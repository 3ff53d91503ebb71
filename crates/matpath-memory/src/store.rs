//! In-memory table of tree rows.

use std::collections::BTreeMap;

use matpath::{Node, NodeId, TreeConfig, TreePath};
use matpath_engine::{
    FieldUpdate, PathStore, PrefixRewrite, RowFilter, StoreTransaction, TreeResult,
};
use parking_lot::{ReentrantMutex, ReentrantMutexGuard, RwLock, RwLockWriteGuard};
use tracing::{debug, trace};

use crate::error::{MemoryStoreError, MemoryStoreResult};

/// Thread-safe in-memory [`PathStore`] holding the rows of one node type.
///
/// Rows are kept ordered by key. Reads take a shared lock; every write takes
/// the exclusive lock for the duration of one call, so a level pass or a
/// prefix rewrite is atomic with respect to other callers.
///
/// Writes and transactions are serialized by a reentrant writer lock: an open
/// transaction owns it, so writes from its own thread proceed while writes
/// from other threads wait until it commits or rolls back. A rollback
/// restores the table as it was when the transaction started.
///
/// # Example
///
/// ```rust
/// use matpath::{Node, NodeId, TreeConfig};
/// use matpath_engine::PathStore;
/// use matpath_memory::MemoryStore;
///
/// let store = MemoryStore::new();
/// store.insert(Node::root(1u64));
/// store.insert(Node::child_of(2u64, 1u64));
///
/// let tree = TreeConfig::default();
/// assert_eq!(store.assign_root_paths(&tree).unwrap(), 1);
/// assert_eq!(store.resolve_next_level(&tree).unwrap(), 1);
///
/// let two = store.get(&tree, &NodeId::from(2u64)).unwrap().unwrap();
/// assert_eq!(two.path.unwrap().as_str(), "/1/2");
/// ```
#[derive(Default)]
pub struct MemoryStore {
    rows: RwLock<BTreeMap<NodeId, Node>>,
    writer: ReentrantMutex<()>,
}

impl MemoryStore {
    /// Creates an empty store.
    pub fn new() -> Self {
        Self::default()
    }

    /// Creates a store from rows; keys must be unique.
    pub fn from_nodes(nodes: impl IntoIterator<Item = Node>) -> MemoryStoreResult<Self> {
        let mut rows = BTreeMap::new();
        for node in nodes {
            if rows.contains_key(&node.id) {
                return Err(MemoryStoreError::DuplicateNode(node.id));
            }
            rows.insert(node.id.clone(), node);
        }
        Ok(Self {
            rows: RwLock::new(rows),
            writer: ReentrantMutex::new(()),
        })
    }

    /// Inserts or replaces a row; returns the previous row with that key.
    pub fn insert(&self, node: Node) -> Option<Node> {
        let (_writer, mut rows) = self.lock_rows();
        rows.insert(node.id.clone(), node)
    }

    /// Removes a row.
    pub fn remove(&self, id: &NodeId) -> Option<Node> {
        let (_writer, mut rows) = self.lock_rows();
        rows.remove(id)
    }

    /// Returns true if a row with this key exists.
    pub fn contains(&self, id: &NodeId) -> bool {
        self.rows.read().contains_key(id)
    }

    /// Number of rows.
    pub fn len(&self) -> usize {
        self.rows.read().len()
    }

    /// Returns true if the store holds no row.
    pub fn is_empty(&self) -> bool {
        self.rows.read().is_empty()
    }

    /// Copies every row, ordered by key.
    pub fn nodes(&self) -> Vec<Node> {
        self.rows.read().values().cloned().collect()
    }

    /// Takes the writer lock, then the exclusive row lock.
    fn lock_rows(
        &self,
    ) -> (
        ReentrantMutexGuard<'_, ()>,
        RwLockWriteGuard<'_, BTreeMap<NodeId, Node>>,
    ) {
        let writer = self.writer.lock();
        (writer, self.rows.write())
    }

    /// Sets one level of `column` from the parents resolved before this pass.
    fn resolve_level(&self, tree: &TreeConfig, column: Column) -> TreeResult<usize> {
        let (_writer, mut rows) = self.lock_rows();
        let mut resolved = Vec::new();
        for node in rows.values().filter(|n| column.get(n).is_none()) {
            let parent_value = node
                .parent_id
                .as_ref()
                .and_then(|p| rows.get(p))
                .and_then(|p| column.get(p));
            if let Some(parent_value) = parent_value {
                let value = match column {
                    Column::Path => tree.path_for(node, Some(parent_value))?,
                    Column::Explicit => tree.explicit_path_for(node, Some(parent_value))?,
                };
                resolved.push((node.id.clone(), value));
            }
        }

        let count = resolved.len();
        for (id, value) in resolved {
            if let Some(node) = rows.get_mut(&id) {
                column.set(node, value);
            }
        }
        trace!(node_type = %tree.node_type, ?column, count, "resolved level");
        Ok(count)
    }
}

#[derive(Debug, Clone, Copy)]
enum Column {
    Path,
    Explicit,
}

impl Column {
    fn get(self, node: &Node) -> Option<&TreePath> {
        match self {
            Column::Path => node.path.as_ref(),
            Column::Explicit => node.explicit_path.as_ref(),
        }
    }

    fn set(self, node: &mut Node, value: TreePath) {
        match self {
            Column::Path => node.path = Some(value),
            Column::Explicit => node.explicit_path = Some(value),
        }
    }
}

impl PathStore for MemoryStore {
    fn get(&self, _tree: &TreeConfig, id: &NodeId) -> TreeResult<Option<Node>> {
        Ok(self.rows.read().get(id).cloned())
    }

    fn get_many(&self, _tree: &TreeConfig, ids: &[NodeId]) -> TreeResult<Vec<Node>> {
        let rows = self.rows.read();
        Ok(ids.iter().filter_map(|id| rows.get(id).cloned()).collect())
    }

    fn fetch_where(&self, tree: &TreeConfig, filter: &RowFilter) -> TreeResult<Vec<Node>> {
        let rows = self.rows.read();
        Ok(rows
            .values()
            .filter(|n| filter.matches(n, tree.separator))
            .cloned()
            .collect())
    }

    fn update_where(
        &self,
        tree: &TreeConfig,
        filter: &RowFilter,
        fields: &[FieldUpdate],
    ) -> TreeResult<usize> {
        let (_writer, mut rows) = self.lock_rows();
        let mut count = 0;
        for node in rows.values_mut() {
            if filter.matches(node, tree.separator) {
                for field in fields {
                    field.apply(node);
                }
                count += 1;
            }
        }
        trace!(node_type = %tree.node_type, %filter, count, "updated rows");
        Ok(count)
    }

    fn rewrite_prefix(&self, tree: &TreeConfig, rewrite: &PrefixRewrite) -> TreeResult<usize> {
        let (_writer, mut rows) = self.lock_rows();
        let mut count = 0;
        for node in rows.values_mut() {
            if rewrite.apply(node, tree.separator) {
                count += 1;
            }
        }
        trace!(
            node_type = %tree.node_type,
            old = %rewrite.old,
            new = %rewrite.new,
            count,
            "rewrote path prefix"
        );
        Ok(count)
    }

    fn assign_root_paths(&self, tree: &TreeConfig) -> TreeResult<usize> {
        let (_writer, mut rows) = self.lock_rows();
        let mut count = 0;
        for node in rows.values_mut().filter(|n| n.parent_id.is_none()) {
            node.path = Some(tree.path_for(node, None)?);
            if tree.has_explicit_path() {
                node.explicit_path = Some(tree.explicit_path_for(node, None)?);
            }
            count += 1;
        }
        Ok(count)
    }

    fn resolve_next_level(&self, tree: &TreeConfig) -> TreeResult<usize> {
        self.resolve_level(tree, Column::Path)
    }

    fn resolve_next_explicit_level(&self, tree: &TreeConfig) -> TreeResult<usize> {
        self.resolve_level(tree, Column::Explicit)
    }

    fn exists_where(&self, tree: &TreeConfig, filter: &RowFilter) -> TreeResult<bool> {
        let rows = self.rows.read();
        Ok(rows.values().any(|n| filter.matches(n, tree.separator)))
    }

    fn transaction(&self) -> TreeResult<Box<dyn StoreTransaction + '_>> {
        let writer = self.writer.lock();
        let snapshot = self.rows.read().clone();
        debug!(rows = snapshot.len(), "transaction started");
        Ok(Box::new(MemoryTransaction {
            store: self,
            snapshot: Some(snapshot),
            _writer: writer,
        }))
    }
}

impl std::fmt::Debug for MemoryStore {
    fn fmt(&self, f: &mut std::fmt::Formatter<'_>) -> std::fmt::Result {
        f.debug_struct("MemoryStore")
            .field("rows", &self.len())
            .finish()
    }
}

/// Transaction over a [`MemoryStore`]; restores the snapshot unless committed.
struct MemoryTransaction<'a> {
    store: &'a MemoryStore,
    snapshot: Option<BTreeMap<NodeId, Node>>,
    _writer: ReentrantMutexGuard<'a, ()>,
}

impl StoreTransaction for MemoryTransaction<'_> {
    fn commit(mut self: Box<Self>) -> TreeResult<()> {
        self.snapshot = None;
        debug!("transaction committed");
        Ok(())
    }
}

impl Drop for MemoryTransaction<'_> {
    fn drop(&mut self) {
        if let Some(snapshot) = self.snapshot.take() {
            debug!(rows = snapshot.len(), "transaction rolled back");
            *self.store.rows.write() = snapshot;
        }
    }
}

*Task to complete:*
Return only the stretch of the material above from the line holding "self.resolve_level(tree, Column::Path)" through the line holding "fn transaction(&self) ->", copied exactly.

*Final answer:*
        self.resolve_level(tree, Column::Path)
    }

    fn resolve_next_explicit_level(&self, tree: &TreeConfig) -> TreeResult<usize> {
        self.resolve_level(tree, Column::Explicit)
    }

    fn exists_where(&self, tree: &TreeConfig, filter: &RowFilter) -> TreeResult<bool> {
        let rows = self.rows.read();
        Ok(rows.values().any(|n| filter.matches(n, tree.separator)))
    }

    fn transaction(&self) -> TreeResult<Box<dyn StoreTransaction + '_>> {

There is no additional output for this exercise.